United States District Court, District of Columbia

August 3, 2016

BELAY ABERE, et al., Defendants. Re Document No. 5


          RUDOLPH CONTRERAS United States District Judge

         Granting in Part and Denying in Part Defendant’s Motion to Dismiss


         Plaintiff Neway Alemayehu brings this action alleging that three individuals, Belay Abere, Bekalu Bayabile, and Iyossias Tilahun (collectively, “Defendants”), worked together to defraud Mr. Alemayehu out of his $460, 000 investment in a restaurant enterprise currently known as Amsterdam Café and Lounge. See generally Compl., ECF No. 1. Mr. Tilahun, proceeding pro se, has moved to dismiss Mr. Alemayehu’s complaint under Federal Rule of Civil Procedure 12(b)(6). See Def.’s Mot. Dismiss at 1, ECF No. 5. Because the Court concludes that Mr. Alemayehu has failed to state a claim upon which relief can be granted for his promissory estoppel and quantum meruit causes of action, the Court will grant Mr. Tilahun’s motion to dismiss as to those claims. Because, however, the Court also determines that Mr. Alemayehu has properly alleged his remaining claims, the Court will deny Mr. Tilahun’s motion to dismiss as to Mr. Alemayehu’s remaining claims.


         According to the complaint, Mr. Bayabile and Mr. Abere approached Mr. Alemayehu about investing in a restaurant enterprise in April 2015.[1] Compl. ¶ 7. A written agreement, signed by Mr. Abere, described the terms of the investment: Mr. Abere would transfer a building lease and liquor license to BelayAbere Enterprises, LLC (“the LLC”); Mr. Abere and Mr. Bayabile would be 5 percent and 15 percent shareholders in the LLC, respectively; Mr. Alemayehu would be the majority shareholder (owning the remaining 80 percent) of the LLC; and Mr. Alemayehu would serve as the executive manager of both the LLC and the restaurant. Id. Mr. Abere also made oral assurances reinforcing these terms. See id.

         Based on these written agreement and oral assurances, Mr. Alemayehu decided to proceed with investing in the restaurant. Id. Mr. Alemayehu thus began contributing funds to “(a) pay back rents that [Mr.] Abere owed the landlord, along with taxes and insurance; (b) pay all legal fees to get the lease and liquor license transferred to the LLC; (c) finish the renovation of the restaurant; (d) replace the HVAC and water heater systems; (e) purchase and install new kitchen equipment; (f) install security and fire alarm systems; and (g) furnish the restaurant with tables, chairs, bar stools, a liquor/wine inventory, and a computerized cash register system.” Id. ¶ 9. Mr. Alemayhu paid for “substantial construction work” that was “performed over the course of more than three months.” Id. ¶ 8.

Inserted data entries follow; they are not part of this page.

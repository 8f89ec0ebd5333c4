//! cellsnake: replay an operator's boundary actions against one image.
//!
//! Loads a microscope image, then replays a session script of `refine`,
//! `delete_last` and `finalize` actions in order. Each refine snaps a
//! rough cell outline onto the nearest intensity edge and records its
//! shape features; each finalize appends the image's summary row to the
//! CSV store. Useful for:
//!
//! - Batch-processing outlines captured elsewhere
//! - Re-running a session with different snake parameters
//! - Inspecting where refined curves settle (`--svg`)
//!
//! # Usage
//!
//! ```text
//! cargo run --release --bin cellsnake -- [OPTIONS] <IMAGE_PATH> <SCRIPT_PATH>
//! ```
//!
//! Results go to stdout (one JSON object per line with `--json`),
//! diagnostics to stderr. Set `RUST_LOG=debug` for per-step logging.

#![allow(clippy::print_stdout, clippy::print_stderr)]

use std::path::{Path, PathBuf};
use std::process::ExitCode;

use clap::Parser;
use serde::Serialize;

use cellsnake_export::{Overlay, SvgMetadata, to_overlay_svg};
use cellsnake_io::{Action, AppendOutcome, CsvStore, LoadedImage, load_image, load_script};
use cellsnake_pipeline::{
    AnalysisConfig, Boundary, BoundaryIndex, FeatureTuple, RefineReport, RefinedCurve, Session,
    SnakeConfig, SummaryRecord,
};

/// Snake-based cell boundary refinement and feature summaries.
///
/// Replays the actions of SCRIPT_PATH (a JSON array of
/// `{"action": "refine", "points": [[x, y], ...]}`,
/// `{"action": "delete_last"}` and `{"action": "finalize"}`) against
/// IMAGE_PATH and appends one summary row per finalize to the store.
#[derive(Parser)]
#[command(name = "cellsnake", version)]
struct Cli {
    /// Path to the input image (PNG, JPEG, BMP, WebP).
    image_path: PathBuf,

    /// Path to the session script (JSON).
    script_path: PathBuf,

    /// CSV store that finalized summaries are appended to.
    #[arg(long, default_value = cellsnake_io::DEFAULT_STORE_PATH)]
    store: PathBuf,

    /// Write an SVG overlay of rough (red) and refined (blue) outlines.
    #[arg(long)]
    svg: Option<PathBuf>,

    /// Print one JSON object per action instead of a human-readable line.
    #[arg(long)]
    json: bool,

    /// Stretching weight of the snake.
    #[arg(long, default_value_t = SnakeConfig::DEFAULT_ALPHA)]
    alpha: f64,

    /// Bending weight of the snake.
    #[arg(long, default_value_t = SnakeConfig::DEFAULT_BETA)]
    beta: f64,

    /// Time step of the snake update.
    #[arg(long, default_value_t = SnakeConfig::DEFAULT_GAMMA)]
    gamma: f64,

    /// Maximum snake iterations per boundary.
    #[arg(long, default_value_t = SnakeConfig::DEFAULT_MAX_ITERATIONS, value_parser = clap::builder::RangedU64ValueParser::<usize>::new().range(1..))]
    max_iterations: usize,

    /// Maximum vertex displacement per iteration, in pixels.
    #[arg(long, default_value_t = SnakeConfig::DEFAULT_MAX_PX_MOVE)]
    max_px_move: f64,

    /// Early-stop threshold in pixels.
    #[arg(long, default_value_t = SnakeConfig::DEFAULT_CONVERGENCE)]
    convergence: f64,

    /// Always run the full iteration budget.
    #[arg(long, conflicts_with = "convergence")]
    no_early_stop: bool,

    /// Gaussian blur sigma applied before the edge response.
    #[arg(long, default_value_t = AnalysisConfig::DEFAULT_BLUR_SIGMA)]
    blur_sigma: f32,

    /// Magnification-adjustment factor converting pixels to physical units.
    #[arg(long, default_value_t = AnalysisConfig::DEFAULT_MAGNIFICATION)]
    magnification: f64,

    /// Full analysis config as a JSON string.
    ///
    /// When provided, all other analysis parameter flags are ignored.
    /// The JSON must be a valid `AnalysisConfig` serialization; missing
    /// fields take their defaults.
    #[arg(long)]
    config_json: Option<String>,
}

/// Build an [`AnalysisConfig`] from CLI arguments and validate it.
///
/// If `--config-json` is provided, the JSON is parsed directly and all
/// individual parameter flags are ignored.
fn config_from_cli(cli: &Cli) -> Result<AnalysisConfig, String> {
    let config = if let Some(ref json) = cli.config_json {
        serde_json::from_str(json).map_err(|e| format!("Error parsing --config-json: {e}"))?
    } else {
        AnalysisConfig {
            blur_sigma: cli.blur_sigma,
            snake: SnakeConfig {
                alpha: cli.alpha,
                beta: cli.beta,
                gamma: cli.gamma,
                max_iterations: cli.max_iterations,
                max_px_move: cli.max_px_move,
                convergence: (!cli.no_early_stop).then_some(cli.convergence),
            },
            magnification: cli.magnification,
        }
    };
    config.validate().map_err(|e| e.to_string())?;
    Ok(config)
}

/// Outcome of one replayed action.
#[derive(Serialize)]
#[serde(tag = "event", rename_all = "snake_case")]
enum Event {
    Refined {
        step: usize,
        index: BoundaryIndex,
        features: FeatureTuple,
        report: RefineReport,
    },
    Deleted {
        step: usize,
        index: Option<BoundaryIndex>,
    },
    Finalized {
        step: usize,
        record: SummaryRecord,
        store: PathBuf,
        created: bool,
    },
    Failed {
        step: usize,
        action: &'static str,
        error: String,
    },
}

impl Event {
    fn report(&self) -> String {
        match self {
            Self::Refined {
                step,
                index,
                features,
                report,
            } => format!(
                "[{step}] refined boundary {index}: area={:.2} perimeter={:.2} radius={:.2} smoothness={:.4} ({} iterations{})",
                features.area,
                features.perimeter,
                features.radius,
                features.smoothness,
                report.iterations,
                if report.converged { ", converged" } else { "" },
            ),
            Self::Deleted {
                step,
                index: Some(index),
            } => format!("[{step}] deleted boundary {index}"),
            Self::Deleted { step, index: None } => format!("[{step}] nothing to delete"),
            Self::Finalized {
                step,
                record,
                store,
                created,
            } => format!(
                "[{step}] finalized {}: {} cells, radius_mean={:.2}, {} {}",
                record.image_id,
                record.snake_refined_count,
                record.radius_mean,
                if *created { "created" } else { "appended to" },
                store.display(),
            ),
            Self::Failed {
                step,
                action,
                error,
            } => format!("[{step}] {action} failed: {error}"),
        }
    }

    const fn is_failure(&self) -> bool {
        matches!(self, Self::Failed { .. })
    }
}

/// Session state for one replay, plus what the overlay needs.
struct Replay<'a> {
    image: &'a LoadedImage,
    config: &'a AnalysisConfig,
    session: Session,
    store: CsvStore,
    /// Rough and refined outline of every boundary not deleted.
    drawn: Vec<(Boundary, RefinedCurve)>,
}

impl<'a> Replay<'a> {
    fn new(image: &'a LoadedImage, config: &'a AnalysisConfig, store: CsvStore) -> Self {
        Self {
            image,
            config,
            session: Session::open(image.image_id.clone(), image.dimensions),
            store,
            drawn: Vec::new(),
        }
    }

    fn apply(&mut self, step: usize, action: &Action) -> Event {
        match action {
            Action::Refine { boundary } => {
                match self
                    .session
                    .refine(boundary, &self.image.field, self.config)
                {
                    Ok(entry) => {
                        self.drawn.push((boundary.clone(), entry.curve));
                        Event::Refined {
                            step,
                            index: entry.index,
                            features: entry.features,
                            report: entry.report,
                        }
                    }
                    Err(e) => Event::Failed {
                        step,
                        action: "refine",
                        error: e.to_string(),
                    },
                }
            }
            Action::DeleteLast => {
                let index = self.session.delete_last();
                if index.is_some() {
                    self.drawn.pop();
                }
                Event::Deleted { step, index }
            }
            Action::Finalize => match self.session.finalize_into(&mut self.store) {
                Ok(record) => Event::Finalized {
                    step,
                    record,
                    store: self.store.path().to_path_buf(),
                    created: self.store.last_outcome() == Some(AppendOutcome::Created),
                },
                Err(e) => Event::Failed {
                    step,
                    action: "finalize",
                    error: e.to_string(),
                },
            },
        }
    }

    fn write_svg(&self, path: &Path) -> std::io::Result<usize> {
        let (boundaries, curves): (Vec<Boundary>, Vec<RefinedCurve>) =
            self.drawn.iter().cloned().unzip();
        let title = self.image.image_id.to_string();
        let snake = &self.config.snake;
        let desc = format!(
            "alpha={} beta={} gamma={} max_iterations={} magnification={}",
            snake.alpha, snake.beta, snake.gamma, snake.max_iterations, self.config.magnification,
        );
        let config_json = serde_json::to_string(self.config).ok();
        let metadata = SvgMetadata {
            title: Some(&title),
            description: Some(&desc),
            config_json: config_json.as_deref(),
        };
        let svg = to_overlay_svg(
            Overlay {
                boundaries: &boundaries,
                curves: &curves,
            },
            self.image.dimensions,
            &metadata,
        );
        std::fs::write(path, &svg)?;
        Ok(svg.len())
    }
}

fn main() -> ExitCode {
    env_logger::Builder::from_env(env_logger::Env::default().default_filter_or("warn")).init();

    let cli = Cli::parse();

    let config = match config_from_cli(&cli) {
        Ok(c) => c,
        Err(msg) => {
            eprintln!("{msg}");
            return ExitCode::FAILURE;
        }
    };
    log::debug!("config: {config:?}");

    let image = match load_image(&cli.image_path, &config) {
        Ok(image) => image,
        Err(e) => {
            eprintln!("Error loading image: {e}");
            return ExitCode::FAILURE;
        }
    };

    let actions = match load_script(&cli.script_path) {
        Ok(actions) => actions,
        Err(e) => {
            eprintln!("Error loading script: {e}");
            return ExitCode::FAILURE;
        }
    };

    eprintln!(
        "Image: {} ({})",
        cli.image_path.display(),
        image.dimensions
    );
    eprintln!("Script: {} ({} actions)", cli.script_path.display(), actions.len());
    eprintln!("Store: {}", cli.store.display());
    eprintln!();

    let mut replay = Replay::new(&image, &config, CsvStore::new(&cli.store));
    let mut failures = 0_usize;

    for (step, action) in actions.iter().enumerate() {
        let event = replay.apply(step + 1, action);
        if event.is_failure() {
            failures += 1;
        }
        if cli.json {
            match serde_json::to_string(&event) {
                Ok(json) => println!("{json}"),
                Err(e) => eprintln!("Error serializing event: {e}"),
            }
        } else if event.is_failure() {
            eprintln!("{}", event.report());
        } else {
            println!("{}", event.report());
        }
    }

    if let Some(ref svg_path) = cli.svg {
        match replay.write_svg(svg_path) {
            Ok(len) => eprintln!("SVG written to {} ({len} bytes)", svg_path.display()),
            Err(e) => eprintln!("Error writing SVG to {}: {e}", svg_path.display()),
        }
    }

    if failures > 0 {
        eprintln!("{failures} action(s) failed");
    }

    let unfinalized = replay.session.close();
    if unfinalized > 0 {
        eprintln!(
            "Warning: {unfinalized} refined boundaries were not finalized and are not in the store"
        );
    }

    ExitCode::SUCCESS
}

         But Mr. Alemayehu soon encountered difficulties. The landlord for the restaurant’s building refused to allow Mr. Abere to assign the building lease to the LLC. Id. ¶ 10. Because of Mr. Abere’s “history of being dishonest, not paying rent, and disappearing on [the landlord] for months at a time, ” the landlord wanted Mr. Abere to be personally liable for the rent. Id. Mr. Alemayehu, however, worked with the LLC’s attorneys in an effort to persuade the landlord to allow assignment of the building lease to the LLC. Id. Mr. Alemayehu also attempted to transfer the liquor license to the LLC, in accordance with the written agreement and oral assurances he had received. Id.

         During this time, however, Mr. Abere left the United States without informing Mr. Alemayehu, traveling to East Africa. Id. Mr. Abere remained abroad for nearly three months, and was “hardly reachable” during this time. Id. Mr. Alemayehu eventually received, however, assurance from Mr. Abere that he would return to the United States shortly, and that he would reach out to the landlord’s attorney to arrange assignment of the lease. Id. With this assurance, Mr. Alemayehu continued to supply funds for the restaurant’s rent, tax, and insurance. Id.

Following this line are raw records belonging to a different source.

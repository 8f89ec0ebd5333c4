//! Tabular serializer for summary records.
//!
//! One header line naming every column, then one line per
//! [`SummaryRecord`]. Fields are comma-separated and each line ends in
//! `\n`. Floats use the shortest representation that round-trips, so a
//! stored value parses back to exactly the number that was measured.
//!
//! Only the image identifier can contain arbitrary text; it is quoted
//! RFC 4180-style when it holds a comma, a double quote, or a line break.

use std::fmt::Write;

use cellsnake_pipeline::SummaryRecord;

/// Column names in store order.
pub const STORE_HEADER: [&str; 13] = [
    "Serial no.",
    "area_mean",
    "area_se",
    "area_worst",
    "perimeter_mean",
    "perimeter_se",
    "perimeter_worst",
    "radius_mean",
    "radius_se",
    "radius_worst",
    "smoothness_mean",
    "smoothness_worst",
    "snake_refined_count",
];

/// The header line, newline-terminated.
#[must_use]
pub fn header_row() -> String {
    let mut line = STORE_HEADER.join(",");
    line.push('\n');
    line
}

/// One data line for `record`, newline-terminated.
///
/// # Examples
///
/// ```
/// use cellsnake_pipeline::{FeatureTuple, ImageId, summarize};
/// use cellsnake_export::to_row;
///
/// let f = FeatureTuple { area: 4.0, perimeter: 8.0, radius: 1.0, smoothness: 0.5 };
/// let record = summarize(ImageId::new("slide_01"), &[f]).unwrap();
/// assert_eq!(to_row(&record), "slide_01,4,0,4,8,0,8,1,0,1,0.5,0.5,1\n");
/// ```
#[must_use]
pub fn to_row(record: &SummaryRecord) -> String {
    let mut line = quote_field(record.image_id.as_str());
    for value in [
        record.area_mean,
        record.area_se,
        record.area_worst,
        record.perimeter_mean,
        record.perimeter_se,
        record.perimeter_worst,
        record.radius_mean,
        record.radius_se,
        record.radius_worst,
        record.smoothness_mean,
        record.smoothness_worst,
    ] {
        // Writing to a String cannot fail.
        let _ = write!(line, ",{value}");
    }
    let _ = writeln!(line, ",{}", record.snake_refined_count);
    line
}

/// Header followed by one line per record.
#[must_use]
pub fn to_document(records: &[SummaryRecord]) -> String {
    let mut doc = header_row();
    for record in records {
        doc.push_str(&to_row(record));
    }
    doc
}

fn quote_field(field: &str) -> String {
    if field.contains([',', '"', '\r', '\n']) {
        format!("\"{}\"", field.replace('"', "\"\""))
    } else {
        field.to_owned()
    }
}
//! Shape features of a refined curve.
//!
//! Measurements are taken in pixels and then converted to physical units
//! with the magnification-adjustment factor: area scales with its square,
//! every other feature linearly.

use crate::geometry;
use crate::types::{FeatureTuple, RefinedCurve};

impl FeatureTuple {
    /// Convert pixel-space features to physical units.
    #[must_use]
    pub fn scaled(self, scale: f64) -> Self {
        Self {
            area: self.area * scale * scale,
            perimeter: self.perimeter * scale,
            radius: self.radius * scale,
            smoothness: self.smoothness * scale,
        }
    }
}

/// Measure `curve` and apply the magnification factor `scale`.
///
/// An empty curve yields the all-zero tuple.
#[must_use]
pub fn extract(curve: &RefinedCurve, scale: f64) -> FeatureTuple {
    measure(curve).scaled(scale)
}

/// Pixel-space features, before magnification.
#[must_use]
pub fn measure(curve: &RefinedCurve) -> FeatureTuple {
    let points = curve.points();
    let area = geometry::polygon_area(points);
    let perimeter = geometry::perimeter(points);
    let radius = if area > 0.0 {
        (area / std::f64::consts::PI).sqrt()
    } else {
        0.0
    };
    FeatureTuple {
        area,
        perimeter,
        radius,
        smoothness: smoothness(points),
    }
}

/// Mean of `|d_i - d_mean| / d_mean` over vertex-to-centroid distances.
///
/// 0 when the curve is empty or collapsed onto its centroid.
fn smoothness(points: &[crate::types::Point]) -> f64 {
    let distances = geometry::radial_distances(points);
    let Some(r_mean) = geometry::mean(&distances) else {
        return 0.0;
    };
    if r_mean <= 0.0 {
        return 0.0;
    }
    let deviations: Vec<f64> = distances
        .iter()
        .map(|d| (d - r_mean).abs() / r_mean)
        .collect();
    geometry::mean(&deviations).unwrap_or(0.0)
}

         After Mr. Abere’s return to the United States, he informed Mr. Alemayehu and the LLC attorneys that, curiously, the landlord would only assign the lease to the LLC if the landlord was “presented with an LLC operating agreement which showed [Mr.] Abere as the only member.” Id. ¶ 11. Mr. Abere requested, therefore, that Mr. Alemayehu be temporarily removed from the LLC membership documents. Id. Although “[n]either [Mr. Alemayehu] nor the LLC attorneys believed this to be an acceptable outcome, . . . the attorneys made the temporary changes until the assignment was accomplished.” Id. The amended operating agreement listed both Mr. Alemayehu and Mr. Abere as “manager[s].” Id.

         As a result of these issues with the lease and license transfers, the LLC attorneys eventually recommended a new plan for the restaurant, which they suggested was the “only realistic way forward.” Id. ¶ 12. First, “the lease, liquor license[, ] and business license, ” would remain “under [Mr.] Abere’s name.” Id. Mr. Abere would also “sign a binding agreement with the LLC that made the LLC the managing company until [Mr.] Abere regained the landlord’s trust and obtained her permission to transfer the lease, liquor license[, ] and business license to the LLC.” Id. Mr. Alemayehu, meanwhile, “would be the executive manager, have daily access to financial records, be able to participate in major corporate decisions, and secure the power of attorney from [Mr.] Abere.” Id.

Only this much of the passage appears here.